- Available data -
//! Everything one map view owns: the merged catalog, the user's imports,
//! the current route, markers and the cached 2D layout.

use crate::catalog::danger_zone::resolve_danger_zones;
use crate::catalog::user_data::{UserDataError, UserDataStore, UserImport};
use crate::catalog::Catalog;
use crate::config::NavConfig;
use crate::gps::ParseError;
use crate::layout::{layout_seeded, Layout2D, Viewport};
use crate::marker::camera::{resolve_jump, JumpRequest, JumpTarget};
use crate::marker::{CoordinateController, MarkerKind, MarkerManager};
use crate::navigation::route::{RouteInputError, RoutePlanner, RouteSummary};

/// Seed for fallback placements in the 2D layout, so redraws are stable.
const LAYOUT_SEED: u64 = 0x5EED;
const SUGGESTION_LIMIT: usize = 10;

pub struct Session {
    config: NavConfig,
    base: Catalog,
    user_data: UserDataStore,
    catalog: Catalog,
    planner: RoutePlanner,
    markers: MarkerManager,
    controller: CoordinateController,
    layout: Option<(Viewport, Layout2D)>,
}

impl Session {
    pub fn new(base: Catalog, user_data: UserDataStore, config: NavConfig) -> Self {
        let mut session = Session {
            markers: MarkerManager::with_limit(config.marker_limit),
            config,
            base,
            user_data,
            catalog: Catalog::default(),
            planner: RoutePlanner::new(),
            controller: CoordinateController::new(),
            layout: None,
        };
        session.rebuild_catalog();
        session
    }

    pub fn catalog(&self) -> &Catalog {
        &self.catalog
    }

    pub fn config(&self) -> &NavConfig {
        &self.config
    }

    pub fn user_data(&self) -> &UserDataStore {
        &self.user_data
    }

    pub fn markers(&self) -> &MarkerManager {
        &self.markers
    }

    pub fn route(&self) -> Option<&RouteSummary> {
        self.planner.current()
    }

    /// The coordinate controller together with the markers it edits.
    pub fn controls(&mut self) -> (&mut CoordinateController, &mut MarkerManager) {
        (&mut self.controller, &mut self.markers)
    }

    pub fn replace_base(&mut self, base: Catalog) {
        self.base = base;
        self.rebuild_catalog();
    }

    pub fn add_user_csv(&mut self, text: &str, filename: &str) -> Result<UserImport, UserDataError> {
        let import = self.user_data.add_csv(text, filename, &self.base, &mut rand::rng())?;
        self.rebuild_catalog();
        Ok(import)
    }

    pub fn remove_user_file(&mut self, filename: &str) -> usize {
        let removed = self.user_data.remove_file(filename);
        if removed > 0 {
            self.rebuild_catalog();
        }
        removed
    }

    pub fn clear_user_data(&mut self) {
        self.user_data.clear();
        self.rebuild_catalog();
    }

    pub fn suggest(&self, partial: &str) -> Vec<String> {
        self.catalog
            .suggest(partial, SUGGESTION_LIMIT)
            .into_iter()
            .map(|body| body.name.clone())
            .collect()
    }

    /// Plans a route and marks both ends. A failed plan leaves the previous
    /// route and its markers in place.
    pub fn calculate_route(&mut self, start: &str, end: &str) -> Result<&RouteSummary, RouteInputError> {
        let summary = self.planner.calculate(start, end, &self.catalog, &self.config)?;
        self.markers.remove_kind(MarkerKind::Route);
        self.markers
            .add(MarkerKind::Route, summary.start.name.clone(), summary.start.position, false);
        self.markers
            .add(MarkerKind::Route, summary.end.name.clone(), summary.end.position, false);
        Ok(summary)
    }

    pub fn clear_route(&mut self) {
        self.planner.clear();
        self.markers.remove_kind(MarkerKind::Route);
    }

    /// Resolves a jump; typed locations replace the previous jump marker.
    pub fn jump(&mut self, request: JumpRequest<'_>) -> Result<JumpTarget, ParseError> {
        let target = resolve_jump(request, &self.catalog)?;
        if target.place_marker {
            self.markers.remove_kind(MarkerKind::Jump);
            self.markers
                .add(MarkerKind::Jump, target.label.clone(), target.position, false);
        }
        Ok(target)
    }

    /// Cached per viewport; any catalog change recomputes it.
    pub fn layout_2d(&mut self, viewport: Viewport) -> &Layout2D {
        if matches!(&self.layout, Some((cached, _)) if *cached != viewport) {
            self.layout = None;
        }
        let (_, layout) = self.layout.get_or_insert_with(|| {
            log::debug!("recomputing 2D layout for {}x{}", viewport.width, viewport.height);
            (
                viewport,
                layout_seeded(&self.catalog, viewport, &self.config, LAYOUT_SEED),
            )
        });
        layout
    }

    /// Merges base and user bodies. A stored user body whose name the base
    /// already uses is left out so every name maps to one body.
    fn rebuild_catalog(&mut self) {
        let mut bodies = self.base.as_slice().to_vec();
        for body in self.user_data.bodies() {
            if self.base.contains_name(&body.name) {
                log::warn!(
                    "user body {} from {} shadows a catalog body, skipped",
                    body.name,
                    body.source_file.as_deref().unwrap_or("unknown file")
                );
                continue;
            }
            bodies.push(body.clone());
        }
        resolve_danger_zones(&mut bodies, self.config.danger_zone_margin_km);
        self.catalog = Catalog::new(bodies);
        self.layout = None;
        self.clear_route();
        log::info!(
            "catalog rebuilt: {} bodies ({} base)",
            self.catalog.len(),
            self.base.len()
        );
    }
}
==
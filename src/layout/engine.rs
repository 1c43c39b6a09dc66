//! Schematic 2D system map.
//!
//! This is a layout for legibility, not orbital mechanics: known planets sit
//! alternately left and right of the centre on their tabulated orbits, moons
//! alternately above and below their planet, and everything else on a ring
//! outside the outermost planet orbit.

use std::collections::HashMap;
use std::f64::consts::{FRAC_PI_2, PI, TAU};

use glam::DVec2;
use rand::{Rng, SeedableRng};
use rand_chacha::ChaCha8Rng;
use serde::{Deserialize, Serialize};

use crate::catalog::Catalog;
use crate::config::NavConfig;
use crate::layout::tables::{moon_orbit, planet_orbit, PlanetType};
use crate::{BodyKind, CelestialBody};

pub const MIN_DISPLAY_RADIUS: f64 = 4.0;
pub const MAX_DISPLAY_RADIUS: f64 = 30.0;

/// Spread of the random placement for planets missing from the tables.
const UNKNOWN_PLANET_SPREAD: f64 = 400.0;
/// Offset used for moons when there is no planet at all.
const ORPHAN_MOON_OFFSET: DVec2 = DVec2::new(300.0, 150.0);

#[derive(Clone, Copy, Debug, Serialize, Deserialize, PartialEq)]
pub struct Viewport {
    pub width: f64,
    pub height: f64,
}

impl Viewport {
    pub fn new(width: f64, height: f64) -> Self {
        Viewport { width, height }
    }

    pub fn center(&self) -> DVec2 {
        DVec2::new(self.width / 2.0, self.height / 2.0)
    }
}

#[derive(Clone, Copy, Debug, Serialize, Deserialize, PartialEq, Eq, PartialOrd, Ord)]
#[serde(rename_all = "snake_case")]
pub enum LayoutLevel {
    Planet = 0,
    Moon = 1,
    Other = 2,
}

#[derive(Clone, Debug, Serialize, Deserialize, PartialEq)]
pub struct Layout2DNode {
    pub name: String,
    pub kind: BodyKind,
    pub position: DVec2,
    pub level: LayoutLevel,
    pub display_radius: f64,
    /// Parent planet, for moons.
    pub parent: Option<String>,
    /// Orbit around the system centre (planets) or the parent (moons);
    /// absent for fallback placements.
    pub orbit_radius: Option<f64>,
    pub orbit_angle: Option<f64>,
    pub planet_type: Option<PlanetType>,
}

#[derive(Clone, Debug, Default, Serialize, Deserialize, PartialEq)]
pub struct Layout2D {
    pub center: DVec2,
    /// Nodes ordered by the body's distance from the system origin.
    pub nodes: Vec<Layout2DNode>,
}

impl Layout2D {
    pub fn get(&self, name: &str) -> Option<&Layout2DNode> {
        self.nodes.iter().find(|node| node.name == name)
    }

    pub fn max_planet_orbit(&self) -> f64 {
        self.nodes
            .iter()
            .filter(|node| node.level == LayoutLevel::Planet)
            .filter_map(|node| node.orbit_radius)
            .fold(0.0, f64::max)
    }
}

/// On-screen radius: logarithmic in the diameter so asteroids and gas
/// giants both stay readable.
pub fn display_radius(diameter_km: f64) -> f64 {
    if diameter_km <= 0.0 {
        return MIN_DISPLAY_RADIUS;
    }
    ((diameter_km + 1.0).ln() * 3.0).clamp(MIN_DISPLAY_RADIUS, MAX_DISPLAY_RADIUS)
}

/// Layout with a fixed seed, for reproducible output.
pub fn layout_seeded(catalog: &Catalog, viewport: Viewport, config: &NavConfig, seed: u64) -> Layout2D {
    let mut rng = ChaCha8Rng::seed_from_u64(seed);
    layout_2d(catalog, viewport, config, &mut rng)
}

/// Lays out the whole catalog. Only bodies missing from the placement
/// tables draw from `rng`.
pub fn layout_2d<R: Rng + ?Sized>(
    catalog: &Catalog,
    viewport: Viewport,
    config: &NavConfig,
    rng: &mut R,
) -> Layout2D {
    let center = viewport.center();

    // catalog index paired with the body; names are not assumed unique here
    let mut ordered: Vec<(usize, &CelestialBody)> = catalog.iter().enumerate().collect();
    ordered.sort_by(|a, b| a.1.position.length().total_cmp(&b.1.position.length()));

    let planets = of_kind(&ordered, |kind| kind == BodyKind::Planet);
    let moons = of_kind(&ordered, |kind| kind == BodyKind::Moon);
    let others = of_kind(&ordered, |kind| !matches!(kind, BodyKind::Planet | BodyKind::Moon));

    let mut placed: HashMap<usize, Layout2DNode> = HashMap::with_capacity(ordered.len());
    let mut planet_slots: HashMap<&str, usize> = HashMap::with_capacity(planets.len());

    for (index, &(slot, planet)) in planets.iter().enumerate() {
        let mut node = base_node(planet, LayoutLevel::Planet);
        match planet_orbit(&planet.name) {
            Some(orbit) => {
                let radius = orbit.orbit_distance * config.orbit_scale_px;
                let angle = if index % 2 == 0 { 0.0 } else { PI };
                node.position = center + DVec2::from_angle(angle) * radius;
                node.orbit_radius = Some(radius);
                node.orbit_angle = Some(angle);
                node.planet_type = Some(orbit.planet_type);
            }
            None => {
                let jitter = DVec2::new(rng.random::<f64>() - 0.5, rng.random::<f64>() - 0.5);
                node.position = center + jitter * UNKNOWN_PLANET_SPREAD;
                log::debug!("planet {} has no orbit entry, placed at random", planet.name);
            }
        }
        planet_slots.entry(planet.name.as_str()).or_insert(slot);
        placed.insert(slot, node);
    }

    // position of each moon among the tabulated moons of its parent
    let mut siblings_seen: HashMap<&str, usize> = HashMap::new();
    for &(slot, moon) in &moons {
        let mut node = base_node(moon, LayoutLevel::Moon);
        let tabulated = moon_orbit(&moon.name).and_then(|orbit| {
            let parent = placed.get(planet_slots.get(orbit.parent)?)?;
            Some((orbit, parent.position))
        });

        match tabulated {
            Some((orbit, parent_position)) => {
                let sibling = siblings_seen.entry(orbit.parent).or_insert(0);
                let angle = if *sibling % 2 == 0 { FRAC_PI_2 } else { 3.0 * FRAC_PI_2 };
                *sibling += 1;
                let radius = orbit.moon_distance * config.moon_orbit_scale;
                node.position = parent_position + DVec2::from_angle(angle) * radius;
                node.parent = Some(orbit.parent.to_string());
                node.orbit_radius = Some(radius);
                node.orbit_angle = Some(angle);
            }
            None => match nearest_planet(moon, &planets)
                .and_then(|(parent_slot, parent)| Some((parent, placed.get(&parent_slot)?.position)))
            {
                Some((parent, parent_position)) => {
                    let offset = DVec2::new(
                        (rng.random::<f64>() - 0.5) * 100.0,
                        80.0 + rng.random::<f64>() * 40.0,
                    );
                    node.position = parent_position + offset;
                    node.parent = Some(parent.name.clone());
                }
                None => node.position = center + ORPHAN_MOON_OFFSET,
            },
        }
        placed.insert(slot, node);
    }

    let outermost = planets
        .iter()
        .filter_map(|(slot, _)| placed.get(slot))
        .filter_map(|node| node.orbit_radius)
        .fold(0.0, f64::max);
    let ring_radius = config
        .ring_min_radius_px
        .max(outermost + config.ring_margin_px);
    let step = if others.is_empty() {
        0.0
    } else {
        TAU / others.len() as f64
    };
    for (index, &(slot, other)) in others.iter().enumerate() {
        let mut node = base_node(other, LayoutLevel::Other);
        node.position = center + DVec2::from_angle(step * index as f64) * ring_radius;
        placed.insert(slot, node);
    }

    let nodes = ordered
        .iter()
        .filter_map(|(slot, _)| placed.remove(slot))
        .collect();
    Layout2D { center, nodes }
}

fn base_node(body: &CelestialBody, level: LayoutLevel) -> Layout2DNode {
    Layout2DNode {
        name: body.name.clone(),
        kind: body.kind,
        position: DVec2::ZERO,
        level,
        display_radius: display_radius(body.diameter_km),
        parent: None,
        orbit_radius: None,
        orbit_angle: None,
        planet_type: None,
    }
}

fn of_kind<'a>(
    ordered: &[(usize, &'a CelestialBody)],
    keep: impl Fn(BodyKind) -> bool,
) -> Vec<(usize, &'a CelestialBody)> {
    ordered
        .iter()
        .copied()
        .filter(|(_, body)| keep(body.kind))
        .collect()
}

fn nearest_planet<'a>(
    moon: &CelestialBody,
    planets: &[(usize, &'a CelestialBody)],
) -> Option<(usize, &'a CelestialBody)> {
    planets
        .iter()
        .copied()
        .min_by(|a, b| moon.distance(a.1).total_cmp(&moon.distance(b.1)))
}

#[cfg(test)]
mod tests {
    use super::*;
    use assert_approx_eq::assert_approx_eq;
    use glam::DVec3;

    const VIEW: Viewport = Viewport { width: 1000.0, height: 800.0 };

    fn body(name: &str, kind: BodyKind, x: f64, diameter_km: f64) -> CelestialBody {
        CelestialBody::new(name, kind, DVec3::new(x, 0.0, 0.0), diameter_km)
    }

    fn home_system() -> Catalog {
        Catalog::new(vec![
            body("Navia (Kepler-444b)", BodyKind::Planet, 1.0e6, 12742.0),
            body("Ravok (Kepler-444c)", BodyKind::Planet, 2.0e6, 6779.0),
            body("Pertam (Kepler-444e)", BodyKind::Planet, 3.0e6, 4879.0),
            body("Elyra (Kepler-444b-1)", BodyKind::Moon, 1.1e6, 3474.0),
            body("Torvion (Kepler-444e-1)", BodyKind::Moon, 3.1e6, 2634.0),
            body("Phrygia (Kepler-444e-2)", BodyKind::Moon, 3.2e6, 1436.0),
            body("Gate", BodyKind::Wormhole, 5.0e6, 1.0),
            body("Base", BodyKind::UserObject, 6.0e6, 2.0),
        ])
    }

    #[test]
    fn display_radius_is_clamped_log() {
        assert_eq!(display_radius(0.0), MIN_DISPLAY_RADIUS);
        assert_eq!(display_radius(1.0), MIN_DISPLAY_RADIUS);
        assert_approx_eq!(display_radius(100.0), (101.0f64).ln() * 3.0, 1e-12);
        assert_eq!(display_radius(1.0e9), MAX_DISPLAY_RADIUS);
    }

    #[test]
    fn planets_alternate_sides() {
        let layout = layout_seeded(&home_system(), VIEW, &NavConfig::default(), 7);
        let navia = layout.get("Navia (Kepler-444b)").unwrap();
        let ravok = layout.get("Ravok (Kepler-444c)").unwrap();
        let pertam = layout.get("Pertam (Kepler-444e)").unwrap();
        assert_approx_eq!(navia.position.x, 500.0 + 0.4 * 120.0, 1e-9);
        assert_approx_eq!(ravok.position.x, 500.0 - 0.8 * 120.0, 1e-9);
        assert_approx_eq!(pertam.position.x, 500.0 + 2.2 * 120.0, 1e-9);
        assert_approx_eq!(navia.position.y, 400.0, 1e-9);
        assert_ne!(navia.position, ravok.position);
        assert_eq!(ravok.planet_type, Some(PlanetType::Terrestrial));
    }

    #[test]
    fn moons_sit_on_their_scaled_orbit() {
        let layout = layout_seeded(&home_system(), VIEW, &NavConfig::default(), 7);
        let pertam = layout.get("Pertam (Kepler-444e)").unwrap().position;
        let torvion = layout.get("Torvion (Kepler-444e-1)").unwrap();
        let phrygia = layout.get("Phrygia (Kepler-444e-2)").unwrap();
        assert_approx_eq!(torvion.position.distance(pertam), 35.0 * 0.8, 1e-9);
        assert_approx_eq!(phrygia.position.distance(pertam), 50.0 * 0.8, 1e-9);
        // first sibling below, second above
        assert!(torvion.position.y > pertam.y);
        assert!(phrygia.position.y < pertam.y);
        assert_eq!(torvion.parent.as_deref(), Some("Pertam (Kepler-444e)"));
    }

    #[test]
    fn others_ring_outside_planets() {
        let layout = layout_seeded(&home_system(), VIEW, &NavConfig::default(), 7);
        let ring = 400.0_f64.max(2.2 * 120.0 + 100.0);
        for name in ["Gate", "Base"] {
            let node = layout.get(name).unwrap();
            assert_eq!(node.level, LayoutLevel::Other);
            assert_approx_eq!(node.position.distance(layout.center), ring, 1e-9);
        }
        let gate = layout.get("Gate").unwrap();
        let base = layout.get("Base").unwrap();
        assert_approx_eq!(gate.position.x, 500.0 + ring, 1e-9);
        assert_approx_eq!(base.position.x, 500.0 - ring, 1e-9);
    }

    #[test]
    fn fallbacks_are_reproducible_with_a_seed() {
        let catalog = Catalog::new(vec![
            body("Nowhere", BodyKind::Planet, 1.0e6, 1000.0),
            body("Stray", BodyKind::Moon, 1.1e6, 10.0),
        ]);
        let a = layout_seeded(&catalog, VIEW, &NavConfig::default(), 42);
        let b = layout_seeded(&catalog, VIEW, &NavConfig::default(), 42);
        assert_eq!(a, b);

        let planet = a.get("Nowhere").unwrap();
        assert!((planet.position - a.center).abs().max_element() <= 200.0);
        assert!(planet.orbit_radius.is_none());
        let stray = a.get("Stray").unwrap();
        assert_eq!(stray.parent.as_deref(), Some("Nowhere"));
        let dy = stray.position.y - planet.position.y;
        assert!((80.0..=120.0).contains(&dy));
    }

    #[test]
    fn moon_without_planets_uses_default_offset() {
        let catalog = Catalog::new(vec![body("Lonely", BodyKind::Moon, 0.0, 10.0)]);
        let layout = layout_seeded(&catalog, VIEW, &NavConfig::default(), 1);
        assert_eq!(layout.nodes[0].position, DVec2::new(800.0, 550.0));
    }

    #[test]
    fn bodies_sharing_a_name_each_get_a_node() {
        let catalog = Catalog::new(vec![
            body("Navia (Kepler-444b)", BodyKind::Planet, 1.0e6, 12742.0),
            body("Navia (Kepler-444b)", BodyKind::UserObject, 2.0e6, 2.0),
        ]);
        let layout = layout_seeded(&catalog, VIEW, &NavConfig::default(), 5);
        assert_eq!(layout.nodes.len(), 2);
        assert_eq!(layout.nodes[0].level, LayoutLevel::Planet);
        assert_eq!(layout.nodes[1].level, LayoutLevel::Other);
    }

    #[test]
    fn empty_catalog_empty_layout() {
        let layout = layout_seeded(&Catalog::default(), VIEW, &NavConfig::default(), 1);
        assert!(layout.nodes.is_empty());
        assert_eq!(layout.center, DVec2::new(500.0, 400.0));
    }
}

- Task item -
Begin with the line that has "Everything one map" in the listing above and end after the line that has "let mut session"; output those lines exactly.

- Exercise solution -
//! Everything one map view owns: the merged catalog, the user's imports,
//! the current route, markers and the cached 2D layout.

use crate::catalog::danger_zone::resolve_danger_zones;
use crate::catalog::user_data::{UserDataError, UserDataStore, UserImport};
use crate::catalog::Catalog;
use crate::config::NavConfig;
use crate::gps::ParseError;
use crate::layout::{layout_seeded, Layout2D, Viewport};
use crate::marker::camera::{resolve_jump, JumpRequest, JumpTarget};
use crate::marker::{CoordinateController, MarkerKind, MarkerManager};
use crate::navigation::route::{RouteInputError, RoutePlanner, RouteSummary};

/// Seed for fallback placements in the 2D layout, so redraws are stable.
const LAYOUT_SEED: u64 = 0x5EED;
const SUGGESTION_LIMIT: usize = 10;

pub struct Session {
    config: NavConfig,
    base: Catalog,
    user_data: UserDataStore,
    catalog: Catalog,
    planner: RoutePlanner,
    markers: MarkerManager,
    controller: CoordinateController,
    layout: Option<(Viewport, Layout2D)>,
}

impl Session {
    pub fn new(base: Catalog, user_data: UserDataStore, config: NavConfig) -> Self {
        let mut session = Session {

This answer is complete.